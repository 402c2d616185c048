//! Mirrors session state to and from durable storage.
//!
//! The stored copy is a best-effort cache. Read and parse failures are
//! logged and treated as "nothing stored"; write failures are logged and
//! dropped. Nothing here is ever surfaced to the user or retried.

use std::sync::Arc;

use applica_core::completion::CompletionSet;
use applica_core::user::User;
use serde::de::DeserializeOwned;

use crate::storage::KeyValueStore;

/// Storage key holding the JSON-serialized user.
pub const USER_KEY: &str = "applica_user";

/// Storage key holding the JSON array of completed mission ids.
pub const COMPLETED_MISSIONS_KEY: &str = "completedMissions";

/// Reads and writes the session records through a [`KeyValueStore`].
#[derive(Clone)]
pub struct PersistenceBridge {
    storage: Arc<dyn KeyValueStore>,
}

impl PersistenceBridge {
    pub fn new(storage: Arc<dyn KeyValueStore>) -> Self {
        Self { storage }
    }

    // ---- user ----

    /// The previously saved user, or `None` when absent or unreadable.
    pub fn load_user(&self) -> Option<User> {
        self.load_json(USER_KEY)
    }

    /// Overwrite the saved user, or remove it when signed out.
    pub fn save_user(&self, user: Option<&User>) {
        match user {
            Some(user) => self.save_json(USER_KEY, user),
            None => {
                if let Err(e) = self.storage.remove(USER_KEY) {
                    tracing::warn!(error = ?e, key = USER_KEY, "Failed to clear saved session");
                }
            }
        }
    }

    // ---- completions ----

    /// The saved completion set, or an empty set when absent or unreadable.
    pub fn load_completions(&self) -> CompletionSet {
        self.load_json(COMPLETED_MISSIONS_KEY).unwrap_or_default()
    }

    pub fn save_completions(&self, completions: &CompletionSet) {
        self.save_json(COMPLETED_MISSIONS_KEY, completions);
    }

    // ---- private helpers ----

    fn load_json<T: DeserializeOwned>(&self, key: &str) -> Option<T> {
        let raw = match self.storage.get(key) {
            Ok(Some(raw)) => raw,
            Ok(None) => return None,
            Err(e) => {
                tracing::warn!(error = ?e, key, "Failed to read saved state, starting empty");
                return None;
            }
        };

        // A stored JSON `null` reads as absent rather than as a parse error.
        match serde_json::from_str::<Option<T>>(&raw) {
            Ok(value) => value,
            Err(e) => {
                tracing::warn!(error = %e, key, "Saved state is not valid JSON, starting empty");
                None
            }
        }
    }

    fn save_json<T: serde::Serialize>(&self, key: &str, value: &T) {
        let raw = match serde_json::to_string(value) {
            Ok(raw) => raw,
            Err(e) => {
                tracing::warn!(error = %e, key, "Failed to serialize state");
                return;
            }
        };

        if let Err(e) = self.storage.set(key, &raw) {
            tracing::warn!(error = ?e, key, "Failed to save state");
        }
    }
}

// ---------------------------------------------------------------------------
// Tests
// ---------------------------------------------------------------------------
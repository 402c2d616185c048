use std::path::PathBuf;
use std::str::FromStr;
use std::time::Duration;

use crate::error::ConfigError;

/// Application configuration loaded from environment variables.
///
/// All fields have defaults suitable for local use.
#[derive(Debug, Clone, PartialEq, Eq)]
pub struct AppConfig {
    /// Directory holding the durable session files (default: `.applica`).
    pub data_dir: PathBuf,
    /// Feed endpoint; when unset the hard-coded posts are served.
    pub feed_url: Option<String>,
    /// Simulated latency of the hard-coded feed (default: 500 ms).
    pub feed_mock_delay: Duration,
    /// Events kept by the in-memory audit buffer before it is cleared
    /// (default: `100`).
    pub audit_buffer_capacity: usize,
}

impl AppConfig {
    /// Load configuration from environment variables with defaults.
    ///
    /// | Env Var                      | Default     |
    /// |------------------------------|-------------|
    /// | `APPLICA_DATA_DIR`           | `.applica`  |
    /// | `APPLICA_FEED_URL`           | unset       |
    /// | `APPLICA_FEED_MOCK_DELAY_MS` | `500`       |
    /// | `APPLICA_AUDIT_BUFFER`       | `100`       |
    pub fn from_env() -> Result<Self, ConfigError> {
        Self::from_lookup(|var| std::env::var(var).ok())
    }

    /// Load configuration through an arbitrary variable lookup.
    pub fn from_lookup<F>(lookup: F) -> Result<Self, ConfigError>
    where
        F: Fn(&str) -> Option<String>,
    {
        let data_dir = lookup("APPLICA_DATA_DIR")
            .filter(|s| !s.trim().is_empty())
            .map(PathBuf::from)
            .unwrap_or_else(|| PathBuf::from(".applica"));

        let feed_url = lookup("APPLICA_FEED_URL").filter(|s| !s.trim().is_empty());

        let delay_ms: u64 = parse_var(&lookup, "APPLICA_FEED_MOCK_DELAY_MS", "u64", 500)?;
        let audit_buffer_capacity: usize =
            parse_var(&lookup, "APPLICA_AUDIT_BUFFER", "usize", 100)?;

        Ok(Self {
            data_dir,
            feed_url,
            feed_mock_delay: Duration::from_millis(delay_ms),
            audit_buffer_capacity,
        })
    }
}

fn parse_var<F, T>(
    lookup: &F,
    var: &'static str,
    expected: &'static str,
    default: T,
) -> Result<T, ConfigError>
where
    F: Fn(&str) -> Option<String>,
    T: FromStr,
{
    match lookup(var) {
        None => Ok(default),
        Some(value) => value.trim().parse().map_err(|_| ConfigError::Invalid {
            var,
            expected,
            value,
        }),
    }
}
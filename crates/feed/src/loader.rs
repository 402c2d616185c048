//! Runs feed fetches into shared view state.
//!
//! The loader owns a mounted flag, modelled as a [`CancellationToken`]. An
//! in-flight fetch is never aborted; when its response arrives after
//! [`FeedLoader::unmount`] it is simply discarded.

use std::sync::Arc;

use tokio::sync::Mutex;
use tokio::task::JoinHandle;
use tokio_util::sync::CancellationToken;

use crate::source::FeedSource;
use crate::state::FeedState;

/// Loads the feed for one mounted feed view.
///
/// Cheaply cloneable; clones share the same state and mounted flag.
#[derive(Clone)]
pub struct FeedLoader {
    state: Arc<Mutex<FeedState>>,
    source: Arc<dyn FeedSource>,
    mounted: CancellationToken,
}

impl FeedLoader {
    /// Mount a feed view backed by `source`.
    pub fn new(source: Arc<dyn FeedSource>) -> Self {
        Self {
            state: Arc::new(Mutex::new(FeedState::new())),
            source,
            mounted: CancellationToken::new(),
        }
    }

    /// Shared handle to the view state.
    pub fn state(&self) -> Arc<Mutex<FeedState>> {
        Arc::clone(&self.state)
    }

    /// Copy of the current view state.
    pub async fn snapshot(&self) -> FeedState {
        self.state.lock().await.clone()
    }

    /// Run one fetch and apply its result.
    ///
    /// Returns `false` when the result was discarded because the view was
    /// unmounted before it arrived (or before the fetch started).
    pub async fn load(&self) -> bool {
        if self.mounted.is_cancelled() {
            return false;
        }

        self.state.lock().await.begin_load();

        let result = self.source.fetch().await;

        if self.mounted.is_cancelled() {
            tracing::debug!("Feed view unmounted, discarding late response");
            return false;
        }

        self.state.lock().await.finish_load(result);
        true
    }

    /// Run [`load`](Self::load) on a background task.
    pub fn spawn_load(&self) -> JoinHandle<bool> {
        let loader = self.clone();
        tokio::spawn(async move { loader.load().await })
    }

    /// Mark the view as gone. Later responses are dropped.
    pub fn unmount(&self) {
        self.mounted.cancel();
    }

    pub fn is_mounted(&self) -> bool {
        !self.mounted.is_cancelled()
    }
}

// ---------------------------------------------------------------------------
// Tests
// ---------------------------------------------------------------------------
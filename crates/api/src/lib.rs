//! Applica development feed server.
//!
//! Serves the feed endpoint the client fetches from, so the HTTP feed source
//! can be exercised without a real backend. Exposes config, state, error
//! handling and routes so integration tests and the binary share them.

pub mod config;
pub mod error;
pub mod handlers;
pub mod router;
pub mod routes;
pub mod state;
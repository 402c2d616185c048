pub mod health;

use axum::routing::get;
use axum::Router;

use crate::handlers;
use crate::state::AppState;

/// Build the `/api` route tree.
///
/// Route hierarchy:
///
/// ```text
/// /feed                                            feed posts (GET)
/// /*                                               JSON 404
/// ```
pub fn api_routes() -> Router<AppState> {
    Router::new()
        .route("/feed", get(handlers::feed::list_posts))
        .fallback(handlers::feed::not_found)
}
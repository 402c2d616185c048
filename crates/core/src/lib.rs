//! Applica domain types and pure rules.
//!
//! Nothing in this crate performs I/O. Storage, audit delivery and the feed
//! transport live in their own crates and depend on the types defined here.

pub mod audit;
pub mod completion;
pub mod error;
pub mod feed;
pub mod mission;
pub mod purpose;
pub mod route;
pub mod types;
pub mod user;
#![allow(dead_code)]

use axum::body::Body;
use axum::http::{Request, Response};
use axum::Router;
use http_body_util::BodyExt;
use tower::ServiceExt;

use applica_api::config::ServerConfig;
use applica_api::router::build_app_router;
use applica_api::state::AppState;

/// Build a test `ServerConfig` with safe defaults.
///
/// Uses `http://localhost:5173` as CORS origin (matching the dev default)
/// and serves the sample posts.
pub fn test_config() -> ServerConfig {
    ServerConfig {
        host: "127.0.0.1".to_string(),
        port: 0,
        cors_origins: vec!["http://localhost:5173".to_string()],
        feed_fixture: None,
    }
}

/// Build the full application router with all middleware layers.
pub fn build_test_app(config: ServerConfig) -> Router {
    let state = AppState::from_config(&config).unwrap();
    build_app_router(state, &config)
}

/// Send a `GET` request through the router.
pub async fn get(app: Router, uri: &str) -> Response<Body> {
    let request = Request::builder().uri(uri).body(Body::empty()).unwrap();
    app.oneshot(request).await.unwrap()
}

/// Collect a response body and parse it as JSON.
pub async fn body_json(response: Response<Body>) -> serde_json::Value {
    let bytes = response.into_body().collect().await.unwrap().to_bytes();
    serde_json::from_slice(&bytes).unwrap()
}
········
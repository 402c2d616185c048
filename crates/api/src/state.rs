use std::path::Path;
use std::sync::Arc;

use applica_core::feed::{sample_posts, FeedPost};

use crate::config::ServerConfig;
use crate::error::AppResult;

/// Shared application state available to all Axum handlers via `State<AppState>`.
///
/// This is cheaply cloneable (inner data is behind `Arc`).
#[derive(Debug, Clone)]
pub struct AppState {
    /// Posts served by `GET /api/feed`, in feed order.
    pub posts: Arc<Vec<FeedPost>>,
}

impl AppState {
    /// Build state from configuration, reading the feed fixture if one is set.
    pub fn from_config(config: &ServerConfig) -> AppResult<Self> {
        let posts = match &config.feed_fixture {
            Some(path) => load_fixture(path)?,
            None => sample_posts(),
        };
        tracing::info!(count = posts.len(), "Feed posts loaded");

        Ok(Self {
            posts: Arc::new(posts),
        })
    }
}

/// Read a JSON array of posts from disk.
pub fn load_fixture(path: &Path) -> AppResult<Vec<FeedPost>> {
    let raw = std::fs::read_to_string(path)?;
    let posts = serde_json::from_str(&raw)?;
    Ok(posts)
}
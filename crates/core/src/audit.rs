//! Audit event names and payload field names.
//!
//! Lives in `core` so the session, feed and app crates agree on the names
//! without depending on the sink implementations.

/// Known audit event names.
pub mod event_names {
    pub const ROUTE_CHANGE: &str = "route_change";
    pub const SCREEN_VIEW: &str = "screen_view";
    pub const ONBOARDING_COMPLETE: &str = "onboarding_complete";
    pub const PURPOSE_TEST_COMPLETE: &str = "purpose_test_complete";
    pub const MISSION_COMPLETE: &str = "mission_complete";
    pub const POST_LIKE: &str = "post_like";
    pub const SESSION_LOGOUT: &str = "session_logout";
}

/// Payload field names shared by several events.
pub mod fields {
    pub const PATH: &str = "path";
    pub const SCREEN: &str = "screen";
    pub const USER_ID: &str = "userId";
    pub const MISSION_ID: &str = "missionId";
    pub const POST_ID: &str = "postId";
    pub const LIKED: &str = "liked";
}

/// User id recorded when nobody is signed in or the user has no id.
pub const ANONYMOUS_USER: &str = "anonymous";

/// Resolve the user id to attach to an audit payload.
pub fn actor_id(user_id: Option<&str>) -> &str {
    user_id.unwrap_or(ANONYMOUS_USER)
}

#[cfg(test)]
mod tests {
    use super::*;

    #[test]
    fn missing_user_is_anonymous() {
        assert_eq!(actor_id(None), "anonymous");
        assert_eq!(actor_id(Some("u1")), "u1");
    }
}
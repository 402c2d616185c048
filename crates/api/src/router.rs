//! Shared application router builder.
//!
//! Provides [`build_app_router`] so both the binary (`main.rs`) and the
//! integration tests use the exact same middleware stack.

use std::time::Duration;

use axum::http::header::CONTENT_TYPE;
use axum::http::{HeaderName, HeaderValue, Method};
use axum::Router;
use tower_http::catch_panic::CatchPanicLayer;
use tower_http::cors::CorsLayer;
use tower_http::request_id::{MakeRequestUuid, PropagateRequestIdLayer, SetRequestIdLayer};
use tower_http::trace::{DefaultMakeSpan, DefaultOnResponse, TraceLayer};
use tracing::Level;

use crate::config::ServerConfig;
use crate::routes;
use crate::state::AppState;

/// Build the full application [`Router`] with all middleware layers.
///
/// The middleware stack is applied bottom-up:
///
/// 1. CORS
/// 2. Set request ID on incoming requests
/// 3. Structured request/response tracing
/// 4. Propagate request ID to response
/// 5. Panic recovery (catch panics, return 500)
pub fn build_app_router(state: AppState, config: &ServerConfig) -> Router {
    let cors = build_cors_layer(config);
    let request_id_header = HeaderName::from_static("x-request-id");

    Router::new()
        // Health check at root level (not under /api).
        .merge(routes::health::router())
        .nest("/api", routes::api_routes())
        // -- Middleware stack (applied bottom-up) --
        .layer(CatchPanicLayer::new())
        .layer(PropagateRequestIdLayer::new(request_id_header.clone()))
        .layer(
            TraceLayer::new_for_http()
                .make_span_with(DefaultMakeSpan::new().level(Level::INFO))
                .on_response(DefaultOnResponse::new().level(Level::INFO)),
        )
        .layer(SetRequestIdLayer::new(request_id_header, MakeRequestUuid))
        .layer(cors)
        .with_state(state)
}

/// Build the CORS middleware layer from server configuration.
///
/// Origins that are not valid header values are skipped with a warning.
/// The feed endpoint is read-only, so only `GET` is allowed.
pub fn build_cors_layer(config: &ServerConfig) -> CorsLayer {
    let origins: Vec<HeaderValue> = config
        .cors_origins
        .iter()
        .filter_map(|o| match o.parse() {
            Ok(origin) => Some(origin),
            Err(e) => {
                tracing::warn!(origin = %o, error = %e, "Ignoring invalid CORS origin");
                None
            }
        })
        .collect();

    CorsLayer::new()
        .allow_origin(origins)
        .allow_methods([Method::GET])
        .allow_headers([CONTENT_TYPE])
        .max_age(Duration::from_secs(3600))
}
········
ASSIGNMENT: Whenever a line above has the word "through" in it, copy that line.

RESULT FOR THIS TASK:
/// Reads and writes the session records through a [`KeyValueStore`].
    /// Load configuration through an arbitrary variable lookup.
/// Send a `GET` request through the router.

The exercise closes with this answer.